= Work item =
Work out how many lines in the data that follows contain "Start". Write nothing but the number.

[Opening Records supplied section]

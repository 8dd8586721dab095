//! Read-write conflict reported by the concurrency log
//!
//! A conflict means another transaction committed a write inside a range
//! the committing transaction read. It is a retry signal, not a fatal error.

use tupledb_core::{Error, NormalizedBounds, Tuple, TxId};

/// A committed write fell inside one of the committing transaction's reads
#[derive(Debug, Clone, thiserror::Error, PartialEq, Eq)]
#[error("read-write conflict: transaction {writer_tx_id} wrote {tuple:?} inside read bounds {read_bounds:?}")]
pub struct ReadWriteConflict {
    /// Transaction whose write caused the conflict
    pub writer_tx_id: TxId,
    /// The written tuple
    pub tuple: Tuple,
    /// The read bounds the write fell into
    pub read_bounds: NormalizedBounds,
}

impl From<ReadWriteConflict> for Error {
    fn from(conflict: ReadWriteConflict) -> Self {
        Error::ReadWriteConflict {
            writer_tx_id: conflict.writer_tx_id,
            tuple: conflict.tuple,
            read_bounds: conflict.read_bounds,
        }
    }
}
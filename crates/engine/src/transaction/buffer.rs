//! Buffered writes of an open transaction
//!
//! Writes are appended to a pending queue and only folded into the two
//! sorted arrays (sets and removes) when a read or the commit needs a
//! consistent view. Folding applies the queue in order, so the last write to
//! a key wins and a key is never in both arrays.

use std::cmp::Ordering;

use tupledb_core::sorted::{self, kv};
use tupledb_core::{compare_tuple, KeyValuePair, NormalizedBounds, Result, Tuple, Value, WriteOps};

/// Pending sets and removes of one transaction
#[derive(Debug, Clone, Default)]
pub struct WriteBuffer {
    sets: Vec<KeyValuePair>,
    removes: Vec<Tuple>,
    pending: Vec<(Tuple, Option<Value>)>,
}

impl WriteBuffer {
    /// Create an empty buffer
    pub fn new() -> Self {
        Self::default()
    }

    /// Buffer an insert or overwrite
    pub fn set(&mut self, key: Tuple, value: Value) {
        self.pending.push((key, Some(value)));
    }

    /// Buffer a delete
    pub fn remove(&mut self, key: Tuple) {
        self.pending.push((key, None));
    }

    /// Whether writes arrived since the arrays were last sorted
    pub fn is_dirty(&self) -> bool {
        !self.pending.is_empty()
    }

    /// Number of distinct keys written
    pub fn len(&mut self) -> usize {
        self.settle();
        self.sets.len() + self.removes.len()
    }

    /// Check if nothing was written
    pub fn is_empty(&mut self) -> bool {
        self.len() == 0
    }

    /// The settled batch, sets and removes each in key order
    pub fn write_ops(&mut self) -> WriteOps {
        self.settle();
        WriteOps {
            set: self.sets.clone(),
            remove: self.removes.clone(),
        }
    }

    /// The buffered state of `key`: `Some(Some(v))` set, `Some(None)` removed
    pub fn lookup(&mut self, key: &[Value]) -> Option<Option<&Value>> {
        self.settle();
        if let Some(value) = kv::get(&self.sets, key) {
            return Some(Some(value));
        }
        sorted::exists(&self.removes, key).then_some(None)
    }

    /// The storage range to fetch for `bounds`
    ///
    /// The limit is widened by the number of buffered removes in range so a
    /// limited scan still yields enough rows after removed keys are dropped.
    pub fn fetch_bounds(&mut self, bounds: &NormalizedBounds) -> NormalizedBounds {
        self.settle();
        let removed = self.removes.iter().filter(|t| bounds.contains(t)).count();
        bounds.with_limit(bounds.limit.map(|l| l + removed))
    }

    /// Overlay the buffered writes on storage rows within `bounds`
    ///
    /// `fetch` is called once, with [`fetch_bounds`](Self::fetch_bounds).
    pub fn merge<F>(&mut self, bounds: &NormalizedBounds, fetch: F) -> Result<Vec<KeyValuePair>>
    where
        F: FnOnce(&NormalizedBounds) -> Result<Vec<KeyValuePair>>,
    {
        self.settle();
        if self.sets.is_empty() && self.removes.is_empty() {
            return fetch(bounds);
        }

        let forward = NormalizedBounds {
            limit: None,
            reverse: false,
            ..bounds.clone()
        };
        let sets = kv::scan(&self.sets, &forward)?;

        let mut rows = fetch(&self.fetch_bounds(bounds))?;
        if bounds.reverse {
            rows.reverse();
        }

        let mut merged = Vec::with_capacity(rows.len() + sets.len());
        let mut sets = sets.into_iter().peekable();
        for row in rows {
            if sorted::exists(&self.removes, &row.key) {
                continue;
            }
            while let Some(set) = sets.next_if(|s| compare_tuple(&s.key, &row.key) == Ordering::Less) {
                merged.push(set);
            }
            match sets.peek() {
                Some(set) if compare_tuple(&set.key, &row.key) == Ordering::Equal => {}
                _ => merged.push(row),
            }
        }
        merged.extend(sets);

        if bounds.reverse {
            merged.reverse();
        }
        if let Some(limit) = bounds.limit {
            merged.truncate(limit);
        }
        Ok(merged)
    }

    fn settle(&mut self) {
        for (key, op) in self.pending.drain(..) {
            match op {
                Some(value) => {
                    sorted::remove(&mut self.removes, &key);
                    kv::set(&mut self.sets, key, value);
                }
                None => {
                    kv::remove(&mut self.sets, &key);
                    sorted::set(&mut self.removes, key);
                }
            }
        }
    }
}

[Closing Records supplied section]
[Opening Records supplied section]

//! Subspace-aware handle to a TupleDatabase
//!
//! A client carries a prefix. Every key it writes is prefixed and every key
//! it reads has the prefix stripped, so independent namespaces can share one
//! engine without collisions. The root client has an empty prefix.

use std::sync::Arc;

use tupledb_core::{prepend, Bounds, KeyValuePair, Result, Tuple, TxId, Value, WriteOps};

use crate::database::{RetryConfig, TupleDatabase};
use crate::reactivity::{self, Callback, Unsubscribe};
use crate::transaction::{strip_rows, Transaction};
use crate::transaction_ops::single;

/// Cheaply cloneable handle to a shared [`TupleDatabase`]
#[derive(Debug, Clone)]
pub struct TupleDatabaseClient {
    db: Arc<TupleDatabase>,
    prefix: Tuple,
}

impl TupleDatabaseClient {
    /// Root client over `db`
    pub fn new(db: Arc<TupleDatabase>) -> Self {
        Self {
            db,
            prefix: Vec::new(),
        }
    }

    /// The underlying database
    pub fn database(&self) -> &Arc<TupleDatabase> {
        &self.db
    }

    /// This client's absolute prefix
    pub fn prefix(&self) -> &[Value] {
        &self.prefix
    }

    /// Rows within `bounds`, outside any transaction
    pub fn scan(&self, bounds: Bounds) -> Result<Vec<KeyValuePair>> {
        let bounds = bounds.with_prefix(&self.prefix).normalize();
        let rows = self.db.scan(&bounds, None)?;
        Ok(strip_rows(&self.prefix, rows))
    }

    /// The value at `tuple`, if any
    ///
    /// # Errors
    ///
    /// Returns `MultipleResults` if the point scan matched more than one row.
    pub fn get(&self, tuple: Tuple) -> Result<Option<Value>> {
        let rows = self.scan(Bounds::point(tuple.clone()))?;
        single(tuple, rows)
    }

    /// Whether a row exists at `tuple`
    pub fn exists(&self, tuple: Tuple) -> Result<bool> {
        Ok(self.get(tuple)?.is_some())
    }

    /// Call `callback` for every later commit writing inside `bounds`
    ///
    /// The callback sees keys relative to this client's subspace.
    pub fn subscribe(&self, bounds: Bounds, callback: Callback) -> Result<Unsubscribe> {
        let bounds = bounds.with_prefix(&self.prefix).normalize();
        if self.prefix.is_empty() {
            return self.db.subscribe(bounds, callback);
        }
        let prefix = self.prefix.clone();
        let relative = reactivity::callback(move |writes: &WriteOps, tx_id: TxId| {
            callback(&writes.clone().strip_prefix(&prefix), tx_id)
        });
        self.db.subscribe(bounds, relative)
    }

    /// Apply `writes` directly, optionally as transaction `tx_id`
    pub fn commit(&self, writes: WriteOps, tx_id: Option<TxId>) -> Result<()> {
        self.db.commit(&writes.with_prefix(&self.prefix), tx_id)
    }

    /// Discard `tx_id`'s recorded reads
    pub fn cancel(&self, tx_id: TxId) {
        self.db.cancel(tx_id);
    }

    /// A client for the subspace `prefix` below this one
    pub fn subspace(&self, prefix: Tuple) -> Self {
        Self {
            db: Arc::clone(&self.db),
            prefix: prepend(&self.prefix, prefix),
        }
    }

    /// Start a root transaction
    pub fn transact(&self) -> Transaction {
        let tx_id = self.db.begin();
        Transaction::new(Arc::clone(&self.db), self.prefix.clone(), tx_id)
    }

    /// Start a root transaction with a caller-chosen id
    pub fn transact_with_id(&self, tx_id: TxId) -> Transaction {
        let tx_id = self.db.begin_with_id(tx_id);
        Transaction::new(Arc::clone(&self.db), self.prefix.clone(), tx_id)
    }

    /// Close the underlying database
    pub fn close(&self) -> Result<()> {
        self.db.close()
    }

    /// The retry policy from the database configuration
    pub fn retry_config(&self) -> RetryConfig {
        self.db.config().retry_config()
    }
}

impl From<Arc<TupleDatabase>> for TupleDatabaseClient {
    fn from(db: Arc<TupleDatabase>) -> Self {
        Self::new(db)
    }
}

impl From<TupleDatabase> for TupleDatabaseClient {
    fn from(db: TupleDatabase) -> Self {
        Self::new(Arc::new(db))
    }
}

[Closing Records supplied section]
[Opening Records supplied section]

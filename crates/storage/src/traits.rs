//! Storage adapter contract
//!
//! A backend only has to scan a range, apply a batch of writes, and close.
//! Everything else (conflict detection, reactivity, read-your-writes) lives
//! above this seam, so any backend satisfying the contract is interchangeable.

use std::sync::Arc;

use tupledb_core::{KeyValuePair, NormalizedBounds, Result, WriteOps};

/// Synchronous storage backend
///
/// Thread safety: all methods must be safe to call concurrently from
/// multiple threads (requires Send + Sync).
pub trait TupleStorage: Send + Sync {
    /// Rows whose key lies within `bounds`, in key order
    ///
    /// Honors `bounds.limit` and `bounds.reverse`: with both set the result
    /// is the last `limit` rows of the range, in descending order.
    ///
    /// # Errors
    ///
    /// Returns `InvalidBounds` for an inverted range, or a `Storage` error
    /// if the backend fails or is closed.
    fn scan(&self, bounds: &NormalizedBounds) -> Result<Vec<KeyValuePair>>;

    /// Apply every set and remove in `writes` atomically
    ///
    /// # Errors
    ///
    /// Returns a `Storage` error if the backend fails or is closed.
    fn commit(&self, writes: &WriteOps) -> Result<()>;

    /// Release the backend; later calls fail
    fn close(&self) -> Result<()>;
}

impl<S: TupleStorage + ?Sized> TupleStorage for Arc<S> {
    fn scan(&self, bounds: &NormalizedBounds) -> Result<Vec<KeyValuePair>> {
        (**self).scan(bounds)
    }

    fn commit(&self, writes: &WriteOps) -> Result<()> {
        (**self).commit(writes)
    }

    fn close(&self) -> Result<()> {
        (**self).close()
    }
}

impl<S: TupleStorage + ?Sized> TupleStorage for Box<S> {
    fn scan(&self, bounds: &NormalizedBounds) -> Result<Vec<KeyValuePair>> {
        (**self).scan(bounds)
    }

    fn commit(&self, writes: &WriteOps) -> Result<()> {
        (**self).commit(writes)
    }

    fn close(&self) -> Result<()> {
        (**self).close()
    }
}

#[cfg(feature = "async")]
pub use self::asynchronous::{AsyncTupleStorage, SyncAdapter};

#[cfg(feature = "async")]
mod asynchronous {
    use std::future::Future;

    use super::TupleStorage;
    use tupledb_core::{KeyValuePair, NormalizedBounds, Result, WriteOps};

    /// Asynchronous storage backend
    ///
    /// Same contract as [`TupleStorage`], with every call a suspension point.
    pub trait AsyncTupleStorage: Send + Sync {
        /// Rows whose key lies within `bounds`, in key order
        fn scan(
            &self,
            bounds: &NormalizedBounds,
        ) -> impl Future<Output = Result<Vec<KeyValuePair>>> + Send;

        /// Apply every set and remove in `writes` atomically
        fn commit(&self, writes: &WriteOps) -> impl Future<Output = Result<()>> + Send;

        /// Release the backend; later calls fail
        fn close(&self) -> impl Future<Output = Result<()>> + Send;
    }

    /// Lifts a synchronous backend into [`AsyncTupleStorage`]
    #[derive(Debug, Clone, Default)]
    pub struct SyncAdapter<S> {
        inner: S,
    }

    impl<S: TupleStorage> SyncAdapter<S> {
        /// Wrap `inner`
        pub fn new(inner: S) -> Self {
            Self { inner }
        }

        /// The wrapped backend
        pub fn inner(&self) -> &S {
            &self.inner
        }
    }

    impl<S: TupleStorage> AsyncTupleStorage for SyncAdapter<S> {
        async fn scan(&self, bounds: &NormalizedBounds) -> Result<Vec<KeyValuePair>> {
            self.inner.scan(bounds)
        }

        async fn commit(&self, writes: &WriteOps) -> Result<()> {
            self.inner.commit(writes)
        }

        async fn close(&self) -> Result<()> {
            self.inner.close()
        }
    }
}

[Closing Records supplied section]

= Task output =
2